Most people will read the file content and assign to StringBuffer or String line by line. Here’s another trick that may interest you – how to assign whole file content into a variable with one Java’s statement, try it :)
Example
In this example, you will use DataInputStreamto convert all the content into bytes, and create a String variable with the converted bytes.
package com.mkyong.io;
import java.io.DataInputStream;
import java.io.FileInputStream;
public class App{
public static void main (String args[]) {
try{
DataInputStream dis =
new DataInputStream (
new FileInputStream ("c:\\logging.log"));
byte[] datainBytes = new byte[dis.available()];
dis.readFully(datainBytes);
dis.close();
String content = new String(datainBytes, 0, datainBytes.length);
System.out.println(content);
}catch(Exception ex){
ex.printStackTrace();
}
}
}
Output
This will print out all the “logging.log” file content.

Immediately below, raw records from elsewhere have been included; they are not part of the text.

//! Person and organisation names.

use super::patterns::collapse_whitespace;
use super::{ValidationRules, contains_reject_word};

pub const DEFAULT_MIN_LEN: usize = 2;
pub const DEFAULT_MAX_LEN: usize = 60;

/// Clean a name: collapse whitespace, trim stray punctuation, title-case.
///
/// Rejects values that are not mostly alphabetic, fall outside the length
/// bounds or contain a reject word.
pub fn clean_name(raw: &str, rules: &ValidationRules) -> Option<String> {
    let collapsed = collapse_whitespace(raw);
    let trimmed = collapsed
        .trim_start_matches(|c: char| !c.is_alphanumeric())
        .trim_end_matches(|c: char| c.is_whitespace() || ",;:-|/&'".contains(c));

    let len = trimmed.chars().count();
    let min = rules.min_len.unwrap_or(DEFAULT_MIN_LEN);
    let max = rules.max_len.unwrap_or(DEFAULT_MAX_LEN);
    if len < min || len > max {
        return None;
    }

    let visible = trimmed.chars().filter(|c| !c.is_whitespace()).count();
    let alphabetic = trimmed.chars().filter(|c| c.is_alphabetic()).count();
    if alphabetic * 2 <= visible {
        return None;
    }

    if contains_reject_word(trimmed, &rules.reject) {
        return None;
    }

    Some(title_case(trimmed))
}

/// Uppercase letters that follow a non-letter, lowercase the rest.
pub fn title_case(s: &str) -> String {
    let mut out = String::with_capacity(s.len());
    let mut prev_alpha = false;
    for c in s.chars() {
        if c.is_alphabetic() {
            if prev_alpha {
                out.extend(c.to_lowercase());
            } else {
                out.extend(c.to_uppercase());
            }
            prev_alpha = true;
        } else {
            out.push(c);
            prev_alpha = false;
        }
    }
    out
}
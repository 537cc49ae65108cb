//! Raw document input produced by the text-acquisition collaborator.

use serde::{Deserialize, Serialize};

/// Page separator used when a document arrives as a single string.
pub const PAGE_BREAK: char = '\u{000c}';

/// One line of decoded document text.
#[derive(Debug, Clone, PartialEq, Eq, Serialize, Deserialize)]
pub struct DocumentLine {
    /// Page number (1-indexed).
    pub page: u32,
    /// Line text without the trailing newline.
    pub text: String,
}

/// An ordered sequence of `(page, line)` pairs.
///
/// Immutable once built; every extraction pass reads it, none writes to it.
#[derive(Debug, Clone, Default, PartialEq, Eq, Serialize, Deserialize)]
pub struct RawDocument {
    lines: Vec<DocumentLine>,
}

impl RawDocument {
    /// Create a document from explicit `(page, text)` pairs.
    pub fn new<I, S>(lines: I) -> Self
    where
        I: IntoIterator<Item = (u32, S)>,
        S: Into<String>,
    {
        Self {
            lines: lines
                .into_iter()
                .map(|(page, text)| DocumentLine {
                    page,
                    text: text.into(),
                })
                .collect(),
        }
    }

    /// Create a document from per-page text blocks. Pages are numbered from 1.
    pub fn from_pages<I, S>(pages: I) -> Self
    where
        I: IntoIterator<Item = S>,
        S: AsRef<str>,
    {
        let mut lines = Vec::new();
        for (idx, page) in pages.into_iter().enumerate() {
            let number = idx as u32 + 1;
            for line in page.as_ref().lines() {
                lines.push(DocumentLine {
                    page: number,
                    text: line.trim_end_matches('\r').to_string(),
                });
            }
        }
        Self { lines }
    }

    /// Create a document from a single string, splitting pages on form feeds.
    pub fn from_text(text: &str) -> Self {
        Self::from_pages(text.split(PAGE_BREAK))
    }

    /// All lines in reading order.
    pub fn lines(&self) -> &[DocumentLine] {
        &self.lines
    }

    /// Number of lines.
    pub fn len(&self) -> usize {
        self.lines.len()
    }

    /// Whether the document has no lines at all.
    pub fn is_empty(&self) -> bool {
        self.lines.is_empty()
    }

    /// Whether the document has no line with visible text.
    pub fn is_blank(&self) -> bool {
        self.lines.iter().all(|l| l.text.trim().is_empty())
    }

    /// Number of the last page, or 0 for an empty document.
    pub fn page_count(&self) -> u32 {
        self.lines.iter().map(|l| l.page).max().unwrap_or(0)
    }
}
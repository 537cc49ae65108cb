//! Read-only per-document index shared by every pass.

use crate::models::{DocumentLine, PAGE_BREAK, RawDocument};
use crate::rules::patterns::collapse_whitespace;

use super::layout::{TableRegion, detect_regions};

/// Characters kept on each side of a value in its context snippet.
pub const CONTEXT_RADIUS: usize = 100;
/// Longest context snippet, in characters, before the ellipsis.
pub const CONTEXT_MAX_LEN: usize = 200;

/// Joined text, line offsets and table layout of one document.
#[derive(Debug)]
pub struct DocumentView<'a> {
    lines: &'a [DocumentLine],
    text: String,
    offsets: Vec<usize>,
    tables: Vec<TableRegion>,
}

impl<'a> DocumentView<'a> {
    /// Index a document.
    ///
    /// Lines are joined with `\n`. A line holding a single form feed is
    /// inserted between pages so no regex match spans a page boundary by
    /// accident.
    pub fn new(doc: &'a RawDocument) -> Self {
        let lines = doc.lines();
        let mut text = String::new();
        let mut offsets = Vec::with_capacity(lines.len());
        let mut prev_page = None;

        for (idx, line) in lines.iter().enumerate() {
            if idx > 0 {
                text.push('\n');
            }
            if prev_page.is_some_and(|p| p != line.page) {
                text.push(PAGE_BREAK);
                text.push('\n');
            }
            offsets.push(text.len());
            text.push_str(&line.text);
            prev_page = Some(line.page);
        }

        Self {
            lines,
            text,
            offsets,
            tables: detect_regions(lines),
        }
    }

    /// Joined document text.
    pub fn text(&self) -> &str {
        &self.text
    }

    pub fn lines(&self) -> &'a [DocumentLine] {
        self.lines
    }

    pub fn line_count(&self) -> usize {
        self.lines.len()
    }

    /// Byte offset of a line's first character in the joined text.
    pub fn line_offset(&self, line: usize) -> usize {
        self.offsets[line]
    }

    /// Index of the line containing a byte offset of the joined text.
    pub fn line_at(&self, offset: usize) -> usize {
        match self.offsets.binary_search(&offset) {
            Ok(idx) => idx,
            Err(idx) => idx.saturating_sub(1),
        }
    }

    /// Page containing a byte offset of the joined text.
    pub fn page_at(&self, offset: usize) -> u32 {
        self.lines
            .get(self.line_at(offset))
            .map_or(1, |l| l.page)
    }

    /// Snippet of the joined text around `len` bytes at `offset`.
    ///
    /// Keeps [`CONTEXT_RADIUS`] characters on each side, collapses
    /// whitespace (page breaks included) and cuts the result at
    /// [`CONTEXT_MAX_LEN`] characters followed by `...`.
    pub fn context(&self, offset: usize, len: usize) -> String {
        let text = self.text.as_str();
        let offset = floor_char_boundary(text, offset.min(text.len()));
        let end = floor_char_boundary(text, (offset + len).min(text.len()));

        let start = text[..offset]
            .char_indices()
            .rev()
            .take(CONTEXT_RADIUS)
            .last()
            .map_or(offset, |(i, _)| i);
        let stop = text[end..]
            .char_indices()
            .nth(CONTEXT_RADIUS)
            .map_or(text.len(), |(i, _)| end + i);

        let snippet = collapse_whitespace(&text[start..stop]);
        if snippet.chars().count() > CONTEXT_MAX_LEN {
            let cut: String = snippet.chars().take(CONTEXT_MAX_LEN).collect();
            format!("{}...", cut)
        } else {
            snippet
        }
    }

    /// Detected table regions in line order.
    pub fn tables(&self) -> &[TableRegion] {
        &self.tables
    }

    /// Region containing a line, if any.
    pub fn table_at(&self, line: usize) -> Option<&TableRegion> {
        self.tables.iter().find(|t| t.contains_line(line))
    }
}

fn floor_char_boundary(text: &str, mut idx: usize) -> usize {
    while !text.is_char_boundary(idx) {
        idx -= 1;
    }
    idx
}
//! Schema command - inspect and validate field schemas.

use std::path::{Path, PathBuf};

use clap::{Args, Subcommand};
use console::style;

use fieldscan_core::schema::FieldSchema;

use super::source;

/// Arguments for the schema command.
#[derive(Args)]
pub struct SchemaArgs {
    #[command(subcommand)]
    command: SchemaCommand,
}

#[derive(Subcommand)]
enum SchemaCommand {
    /// Print the active schema as JSON
    Show,

    /// List fields with their type, aliases and pattern counts
    Fields,

    /// Validate a schema file
    Check {
        /// Schema file to validate
        file: PathBuf,
    },
}

pub async fn run(
    args: SchemaArgs,
    config_path: Option<&str>,
    schema_path: Option<&Path>,
) -> anyhow::Result<()> {
    match args.command {
        SchemaCommand::Show => {
            let schema = active_schema(config_path, schema_path)?;
            println!("{}", serde_json::to_string_pretty(&schema.to_spec())?);
            Ok(())
        }
        SchemaCommand::Fields => {
            let schema = active_schema(config_path, schema_path)?;
            list_fields(&schema);
            Ok(())
        }
        SchemaCommand::Check { file } => check_schema(&file),
    }
}

fn active_schema(
    config_path: Option<&str>,
    schema_path: Option<&Path>,
) -> anyhow::Result<std::sync::Arc<FieldSchema>> {
    let config = source::load_config(config_path)?;
    source::load_schema(schema_path, &config)
}

fn list_fields(schema: &FieldSchema) {
    let width = schema.fields().iter().map(|f| f.id.len()).max().unwrap_or(0);

    for field in schema.fields() {
        println!(
            "{:width$}  {:5}  {} aliases, {} patterns  ({})",
            field.id,
            field.value_type,
            field.aliases.len(),
            field.patterns.len(),
            field.name,
            width = width
        );
    }
    println!();
    println!("{} {} fields", style("ℹ").blue(), schema.len());
}

fn check_schema(path: &Path) -> anyhow::Result<()> {
    if !path.exists() {
        anyhow::bail!("Schema file not found: {}", path.display());
    }

    let schema = FieldSchema::from_file(path)?;

    println!(
        "{} {} is valid: {} fields, {} aliases",
        style("✓").green(),
        path.display(),
        schema.len(),
        schema.aliases().entries().len()
    );

    Ok(())
}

10:21:29,425 INFO Version:15 - Hibernate Annotations 3.3.0.GA
10:21:29,441 INFO Environment:509 - Hibernate 3.2.3
10:21:29,441 INFO Environment:542 - hibernate.properties not found
10:21:29,456 INFO Environment:676 - Bytecode provider name : cglib
10:21:29,456 INFO Environment:593 - using JDK 1.4 java.sql.Timestamp handling
............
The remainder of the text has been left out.